Available data Block Start
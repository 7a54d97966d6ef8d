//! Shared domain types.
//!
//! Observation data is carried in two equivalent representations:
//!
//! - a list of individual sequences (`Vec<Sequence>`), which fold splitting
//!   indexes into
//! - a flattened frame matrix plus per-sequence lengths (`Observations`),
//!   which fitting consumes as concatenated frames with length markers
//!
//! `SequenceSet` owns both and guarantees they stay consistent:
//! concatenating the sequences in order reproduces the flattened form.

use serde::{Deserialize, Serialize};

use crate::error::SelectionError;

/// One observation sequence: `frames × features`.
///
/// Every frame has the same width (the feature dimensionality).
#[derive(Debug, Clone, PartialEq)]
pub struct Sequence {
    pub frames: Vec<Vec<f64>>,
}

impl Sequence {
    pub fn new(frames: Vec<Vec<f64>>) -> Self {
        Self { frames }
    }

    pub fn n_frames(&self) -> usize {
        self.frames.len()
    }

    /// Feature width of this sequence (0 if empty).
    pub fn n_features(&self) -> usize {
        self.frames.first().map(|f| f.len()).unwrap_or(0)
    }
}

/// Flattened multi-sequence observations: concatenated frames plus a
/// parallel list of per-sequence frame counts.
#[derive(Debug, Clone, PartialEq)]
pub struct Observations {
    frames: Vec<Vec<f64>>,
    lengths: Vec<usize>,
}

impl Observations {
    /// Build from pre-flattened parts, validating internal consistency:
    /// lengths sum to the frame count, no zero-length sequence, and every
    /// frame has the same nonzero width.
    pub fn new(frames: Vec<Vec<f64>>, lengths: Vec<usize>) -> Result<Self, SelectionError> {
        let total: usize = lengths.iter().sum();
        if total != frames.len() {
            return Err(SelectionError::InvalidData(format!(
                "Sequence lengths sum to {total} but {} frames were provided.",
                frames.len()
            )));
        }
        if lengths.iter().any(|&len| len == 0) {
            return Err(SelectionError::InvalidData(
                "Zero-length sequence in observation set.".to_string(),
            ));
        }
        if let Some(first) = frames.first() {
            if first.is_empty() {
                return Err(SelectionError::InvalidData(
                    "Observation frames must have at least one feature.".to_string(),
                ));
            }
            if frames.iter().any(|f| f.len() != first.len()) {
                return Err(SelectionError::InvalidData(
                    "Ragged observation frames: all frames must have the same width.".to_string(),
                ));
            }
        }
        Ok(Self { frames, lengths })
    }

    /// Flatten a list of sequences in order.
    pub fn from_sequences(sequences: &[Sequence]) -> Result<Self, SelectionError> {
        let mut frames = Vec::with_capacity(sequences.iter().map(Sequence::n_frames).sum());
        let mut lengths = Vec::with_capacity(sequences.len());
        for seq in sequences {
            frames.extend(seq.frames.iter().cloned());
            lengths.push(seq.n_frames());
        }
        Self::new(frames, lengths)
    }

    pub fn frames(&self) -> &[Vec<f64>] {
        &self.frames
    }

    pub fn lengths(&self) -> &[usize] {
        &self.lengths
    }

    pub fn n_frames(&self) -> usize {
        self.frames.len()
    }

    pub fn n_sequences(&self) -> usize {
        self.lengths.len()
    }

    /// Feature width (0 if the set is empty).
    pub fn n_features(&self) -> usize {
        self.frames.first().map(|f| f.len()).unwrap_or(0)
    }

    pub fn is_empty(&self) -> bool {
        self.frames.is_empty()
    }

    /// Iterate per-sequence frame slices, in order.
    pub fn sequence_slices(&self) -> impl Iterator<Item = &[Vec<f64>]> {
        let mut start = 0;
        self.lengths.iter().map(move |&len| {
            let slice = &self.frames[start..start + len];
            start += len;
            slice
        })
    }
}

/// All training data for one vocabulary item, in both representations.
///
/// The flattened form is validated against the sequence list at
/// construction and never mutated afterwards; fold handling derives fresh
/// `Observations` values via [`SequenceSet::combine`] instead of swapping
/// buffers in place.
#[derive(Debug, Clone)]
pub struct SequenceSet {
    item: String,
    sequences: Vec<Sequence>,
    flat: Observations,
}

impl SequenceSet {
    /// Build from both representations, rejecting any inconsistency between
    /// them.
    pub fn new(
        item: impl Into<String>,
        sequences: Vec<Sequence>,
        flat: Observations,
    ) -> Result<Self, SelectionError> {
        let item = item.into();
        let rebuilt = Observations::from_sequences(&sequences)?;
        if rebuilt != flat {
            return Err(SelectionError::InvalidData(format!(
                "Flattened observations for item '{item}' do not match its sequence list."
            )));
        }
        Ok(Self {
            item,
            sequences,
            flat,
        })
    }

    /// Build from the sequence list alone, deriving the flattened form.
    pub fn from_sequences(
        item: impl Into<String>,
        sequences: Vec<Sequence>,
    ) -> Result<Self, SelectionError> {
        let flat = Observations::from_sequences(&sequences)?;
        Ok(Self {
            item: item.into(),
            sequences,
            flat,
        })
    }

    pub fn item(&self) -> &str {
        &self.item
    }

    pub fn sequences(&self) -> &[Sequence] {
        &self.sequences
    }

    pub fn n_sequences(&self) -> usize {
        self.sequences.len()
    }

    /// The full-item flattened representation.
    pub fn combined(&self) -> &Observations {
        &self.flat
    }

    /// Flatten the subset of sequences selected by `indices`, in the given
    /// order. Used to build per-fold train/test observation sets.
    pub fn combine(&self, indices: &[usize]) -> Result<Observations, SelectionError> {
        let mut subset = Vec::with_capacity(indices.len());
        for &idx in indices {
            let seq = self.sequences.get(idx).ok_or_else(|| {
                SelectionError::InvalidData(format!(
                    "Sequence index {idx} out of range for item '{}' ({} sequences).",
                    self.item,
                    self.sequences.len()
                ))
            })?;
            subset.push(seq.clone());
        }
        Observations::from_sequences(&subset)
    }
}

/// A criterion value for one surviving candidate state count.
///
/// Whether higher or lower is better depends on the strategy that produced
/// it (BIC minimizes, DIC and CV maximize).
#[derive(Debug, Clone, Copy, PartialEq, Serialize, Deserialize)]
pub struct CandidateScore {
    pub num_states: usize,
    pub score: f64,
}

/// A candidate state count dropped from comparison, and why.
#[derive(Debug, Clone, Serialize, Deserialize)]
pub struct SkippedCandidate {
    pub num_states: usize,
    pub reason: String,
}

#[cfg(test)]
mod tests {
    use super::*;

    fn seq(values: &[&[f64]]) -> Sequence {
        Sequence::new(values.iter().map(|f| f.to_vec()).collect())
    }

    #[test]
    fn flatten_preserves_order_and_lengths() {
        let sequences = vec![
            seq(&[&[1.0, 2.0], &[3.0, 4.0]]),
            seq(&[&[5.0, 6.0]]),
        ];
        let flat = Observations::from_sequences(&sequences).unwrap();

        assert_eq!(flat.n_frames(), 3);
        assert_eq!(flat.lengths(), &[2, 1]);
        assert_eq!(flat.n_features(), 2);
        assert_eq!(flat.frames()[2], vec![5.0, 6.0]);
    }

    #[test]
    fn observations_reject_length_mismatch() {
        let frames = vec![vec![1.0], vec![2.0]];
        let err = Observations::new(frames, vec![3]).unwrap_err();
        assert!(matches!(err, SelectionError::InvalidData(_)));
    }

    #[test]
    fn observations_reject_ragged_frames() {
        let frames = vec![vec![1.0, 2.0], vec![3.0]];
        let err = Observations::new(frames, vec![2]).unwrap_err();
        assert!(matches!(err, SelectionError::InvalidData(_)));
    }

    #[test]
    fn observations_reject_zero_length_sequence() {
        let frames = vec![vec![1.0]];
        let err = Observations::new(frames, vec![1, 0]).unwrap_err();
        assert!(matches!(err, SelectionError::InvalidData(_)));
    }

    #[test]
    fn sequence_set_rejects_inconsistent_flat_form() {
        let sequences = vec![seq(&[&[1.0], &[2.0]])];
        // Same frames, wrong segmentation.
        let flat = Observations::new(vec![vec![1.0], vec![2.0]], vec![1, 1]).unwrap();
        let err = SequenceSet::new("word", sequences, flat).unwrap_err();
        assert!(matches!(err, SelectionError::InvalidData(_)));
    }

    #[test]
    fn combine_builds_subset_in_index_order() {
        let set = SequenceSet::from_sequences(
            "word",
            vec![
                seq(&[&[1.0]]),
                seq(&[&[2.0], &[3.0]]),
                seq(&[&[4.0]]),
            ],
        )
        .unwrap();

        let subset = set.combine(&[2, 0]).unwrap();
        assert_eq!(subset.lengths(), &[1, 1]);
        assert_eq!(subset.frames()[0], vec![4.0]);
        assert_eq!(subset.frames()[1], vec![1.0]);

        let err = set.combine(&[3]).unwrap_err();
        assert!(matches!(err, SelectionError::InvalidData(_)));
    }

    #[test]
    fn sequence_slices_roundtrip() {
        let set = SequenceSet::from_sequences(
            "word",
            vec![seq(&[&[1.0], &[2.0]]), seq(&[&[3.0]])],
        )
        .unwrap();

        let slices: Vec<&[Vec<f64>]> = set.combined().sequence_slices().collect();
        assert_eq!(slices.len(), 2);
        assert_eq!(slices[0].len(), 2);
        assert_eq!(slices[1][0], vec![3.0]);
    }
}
Available data Block End
Available data Block Start
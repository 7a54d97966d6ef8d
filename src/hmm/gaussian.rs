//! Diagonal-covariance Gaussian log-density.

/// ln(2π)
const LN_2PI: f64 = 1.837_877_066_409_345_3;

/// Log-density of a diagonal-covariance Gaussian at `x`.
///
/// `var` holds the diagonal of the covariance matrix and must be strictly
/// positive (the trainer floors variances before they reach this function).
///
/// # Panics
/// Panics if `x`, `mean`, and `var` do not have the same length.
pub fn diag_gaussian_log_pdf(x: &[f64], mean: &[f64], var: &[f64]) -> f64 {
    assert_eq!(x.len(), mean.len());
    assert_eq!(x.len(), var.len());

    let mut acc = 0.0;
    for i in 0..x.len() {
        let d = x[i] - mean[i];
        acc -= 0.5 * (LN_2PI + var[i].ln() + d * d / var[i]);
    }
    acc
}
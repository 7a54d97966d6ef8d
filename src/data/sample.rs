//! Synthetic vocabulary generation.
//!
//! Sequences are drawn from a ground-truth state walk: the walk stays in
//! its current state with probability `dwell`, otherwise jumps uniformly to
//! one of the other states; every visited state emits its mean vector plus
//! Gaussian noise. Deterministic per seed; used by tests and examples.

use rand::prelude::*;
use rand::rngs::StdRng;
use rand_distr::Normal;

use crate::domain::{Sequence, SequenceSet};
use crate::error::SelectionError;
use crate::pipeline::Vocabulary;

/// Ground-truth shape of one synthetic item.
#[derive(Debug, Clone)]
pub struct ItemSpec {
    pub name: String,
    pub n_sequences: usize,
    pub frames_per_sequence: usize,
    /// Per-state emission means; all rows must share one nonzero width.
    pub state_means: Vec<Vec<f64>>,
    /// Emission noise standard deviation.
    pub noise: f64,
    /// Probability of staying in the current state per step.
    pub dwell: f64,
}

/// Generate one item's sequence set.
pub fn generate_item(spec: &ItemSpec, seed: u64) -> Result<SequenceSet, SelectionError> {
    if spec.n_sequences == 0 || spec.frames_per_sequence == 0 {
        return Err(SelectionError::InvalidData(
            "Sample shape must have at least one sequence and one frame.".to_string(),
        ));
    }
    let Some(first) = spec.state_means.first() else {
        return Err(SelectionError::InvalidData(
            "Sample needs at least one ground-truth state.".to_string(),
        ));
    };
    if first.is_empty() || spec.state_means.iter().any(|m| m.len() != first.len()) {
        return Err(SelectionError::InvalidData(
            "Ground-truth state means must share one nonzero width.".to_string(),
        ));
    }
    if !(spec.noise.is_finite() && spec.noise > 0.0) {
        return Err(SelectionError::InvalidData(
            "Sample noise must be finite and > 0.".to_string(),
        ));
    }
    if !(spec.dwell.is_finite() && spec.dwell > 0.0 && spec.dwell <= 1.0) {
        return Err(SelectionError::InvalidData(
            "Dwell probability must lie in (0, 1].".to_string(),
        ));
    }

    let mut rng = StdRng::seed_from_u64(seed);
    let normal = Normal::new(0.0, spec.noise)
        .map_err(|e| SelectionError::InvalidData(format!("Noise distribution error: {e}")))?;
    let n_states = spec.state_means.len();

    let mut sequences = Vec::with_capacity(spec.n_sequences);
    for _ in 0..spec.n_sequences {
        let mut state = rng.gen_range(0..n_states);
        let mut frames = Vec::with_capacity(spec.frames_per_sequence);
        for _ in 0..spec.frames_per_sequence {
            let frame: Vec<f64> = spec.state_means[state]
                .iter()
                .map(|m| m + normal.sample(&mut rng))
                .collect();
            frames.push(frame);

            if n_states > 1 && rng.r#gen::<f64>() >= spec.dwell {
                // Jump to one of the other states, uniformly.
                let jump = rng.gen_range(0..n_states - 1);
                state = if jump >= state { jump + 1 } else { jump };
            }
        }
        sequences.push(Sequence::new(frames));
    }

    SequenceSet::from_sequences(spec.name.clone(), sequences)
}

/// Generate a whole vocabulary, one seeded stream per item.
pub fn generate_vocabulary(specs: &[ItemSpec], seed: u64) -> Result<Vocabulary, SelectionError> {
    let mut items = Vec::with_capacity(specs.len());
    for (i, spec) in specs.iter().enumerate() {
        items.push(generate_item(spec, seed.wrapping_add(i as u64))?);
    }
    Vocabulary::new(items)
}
Available data Block End
- Work required
Show every line in the entries above that contains the string "plus".

- Written solution
//! - a flattened frame matrix plus per-sequence lengths (`Observations`),
/// Flattened multi-sequence observations: concatenated frames plus a
//! one of the other states; every visited state emits its mean vector plus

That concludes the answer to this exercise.